L'histoire de cinéma mexicain

May 11

L'histoire de cinéma mexicain
Cinéma mexicain a commencé à la fin du 19ème siècle et a depuis tourné autour de l'évolution des situations économiques, culturelles et politiques du pays. Des thèmes de films communs incluent la révolution mexicaine, les difficultés de la famille, la vie rurale et le nationalisme. L'industrie du cinéma aujourd'hui continue d'avoir «Boom-à-buste" balançoires, selon le montant de la pension ou de l'opposition du gouvernement.

Premiers jours

L'histoire du cinéma mexicain a commencé avec une histoire de succès dans la période des années 1890 politiquement et économiquement stable. Dès que inventeurs Auguste et Louis Lumière sont venus de France au Mexique avec leurs projecteurs nouvellement conçus, entrepreneurs cinématographiques mexicains ont commencé à faire des films sur des événements nationaux pour les élites de la ville et classes inférieures rurales. Soutenu par les efforts de modernisation du président Porfirio Díaz, de nouvelles salles de cinéma ouvertes dans tout le pays. Au cours de la révolution (1910-1920), l'industrie cinématographique a documenté les armées, mais a cessé de faire des films longs.

Après la Révolution

Quand la révolution est terminée, des dizaines de nouveaux films muets ont été produites. Mais l'industrie cinématographique mexicaine a été contestée par le manque de soutien du gouvernement et des États-Unis promotions pour les services de haute qualité à des tarifs réduits. En 1930, presque tous les films mexicains ont été déployés à travers la frontière. Parler des films fournis Mexique avec la possibilité de redevenir un leader cinématographique importante. En quelques années, l'industrie a été de créer ses propres styles et de recevoir un soutien national. Cette croissance se est poursuivie jusqu'au début de la Seconde Guerre mondiale.

Nouveaux Genres

Durant les années 1930, deux types de films est devenu la norme. Il y avait des films qui ont soutenu le gouvernement Cardenas, comme "Redes" ("The Waves") en 1936. Puis il ya eu ceux qui ont attrait commercial, qui ont été basées sur la littérature mexicaine, du théâtre et des thèmes mexicains modernes. Particulièrement populaire était le «ranchera comedia," la forme d'un film mexicain de cow-boy qui a offert comédie, tragédie, une partition musicale et l'accent nationaliste.

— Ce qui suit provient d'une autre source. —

// -------------------------------------------------------------------------------------------------
//  Copyright (C) 2015-2025 Nautech Systems Pty Ltd. All rights reserved.
//  https://nautechsystems.io
//
//  Licensed under the GNU Lesser General Public License Version 3.0 (the "License");
//  You may not use this file except in compliance with the License.
//  You may obtain a copy of the License at https://www.gnu.org/licenses/lgpl-3.0.en.html
//
//  Unless required by applicable law or agreed to in writing, software
//  distributed under the License is distributed on an "AS IS" BASIS,
//  WITHOUT WARRANTIES OR CONDITIONS OF ANY KIND, either express or implied.
//  See the License for the specific language governing permissions and
//  limitations under the License.
// -------------------------------------------------------------------------------------------------


//! FTX REST endpoint paths.

pub const MARKETS: &str = "/api/markets";
pub const ORDERS: &str = "/api/orders";
pub const ORDERS_HISTORY: &str = "/api/orders/history";
pub const WALLET_BALANCES: &str = "/api/wallet/balances";

/// `/api/orders/{order_id}`
#[must_use]
pub fn order_path(order_id: u64) -> String {
    format!("{ORDERS}/{order_id}")
}

/// `/api/markets/{market}/orderbook`
///
/// Market names keep their slash (`BTC/USD`), which FTX routes as part of the path.
#[must_use]
pub fn orderbook_path(market: &str) -> String {
    format!("{MARKETS}/{market}/orderbook")
}

#[cfg(test)]
mod tests {
    use rstest::rstest;

    use super::*;

    #[rstest]
    fn test_paths() {
        assert_eq!(order_path(161841685389), "/api/orders/161841685389");
        assert_eq!(orderbook_path("XRP/USD"), "/api/markets/XRP/USD/orderbook");
    }
}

Post-Seconde Guerre mondiale

Après la Seconde Guerre mondiale, le Mexique a créé un fonds pour appuyer les principaux producteurs de cinéma du pays. Elle a acheté la plupart des studios et théâtres afin de renforcer la concurrence du pays contre investisseur américain William O. Jenkins, qui avait un enjeu majeur dans l'industrie du film. Le gouvernement a également exempté l'industrie cinématographique mexicaine de taxes de l'État. Quoiqu'il en soit, la qualité et la quantité de cinéma du pays ont commencé à diminuer de façon constante lorsque les États-Unis ne ont plus offert un soutien en temps de guerre à l'industrie du film.

Fin des années 1950 et 1960

Avec des fonds limités, seuls les producteurs qui ont promis les meilleurs bénéfices bénéficié d'un financement du gouvernement. Il en a résulté principalement à petit budget soft-portuaires, Ranchero et lutteur films qui étaient le plus d'intérêt pour les téléspectateurs de la ville de la classe inférieure. Moins de la moitié des plus de 4300 films proposés au Mexique dans les années 1950 étaient mexicaine. Ils étaient pour la plupart produites en États-Unis. Cette tendance se est poursuivie dans les années 1960.

Des deux dernières décennies

Depuis les années 1990 à aujourd'hui, le cinéma mexicain se est imposé comme un leader parmi les nations de langue espagnole. Les progrès comprennent deux nouvelles écoles de cinéma, un plus grand soutien pour les femmes dans l'industrie du cinéma, des thèmes différents et un plus grand nombre de personnes talentueuses employées en tant que photographes, scénaristes, décorateurs, des écrivains de partition de musique et les professionnels de la production. Bien que l'industrie du cinéma est toujours dépendante de la conjoncture économique et politique extérieure, il semble que l'expertise disponible compense les hauts et les bas.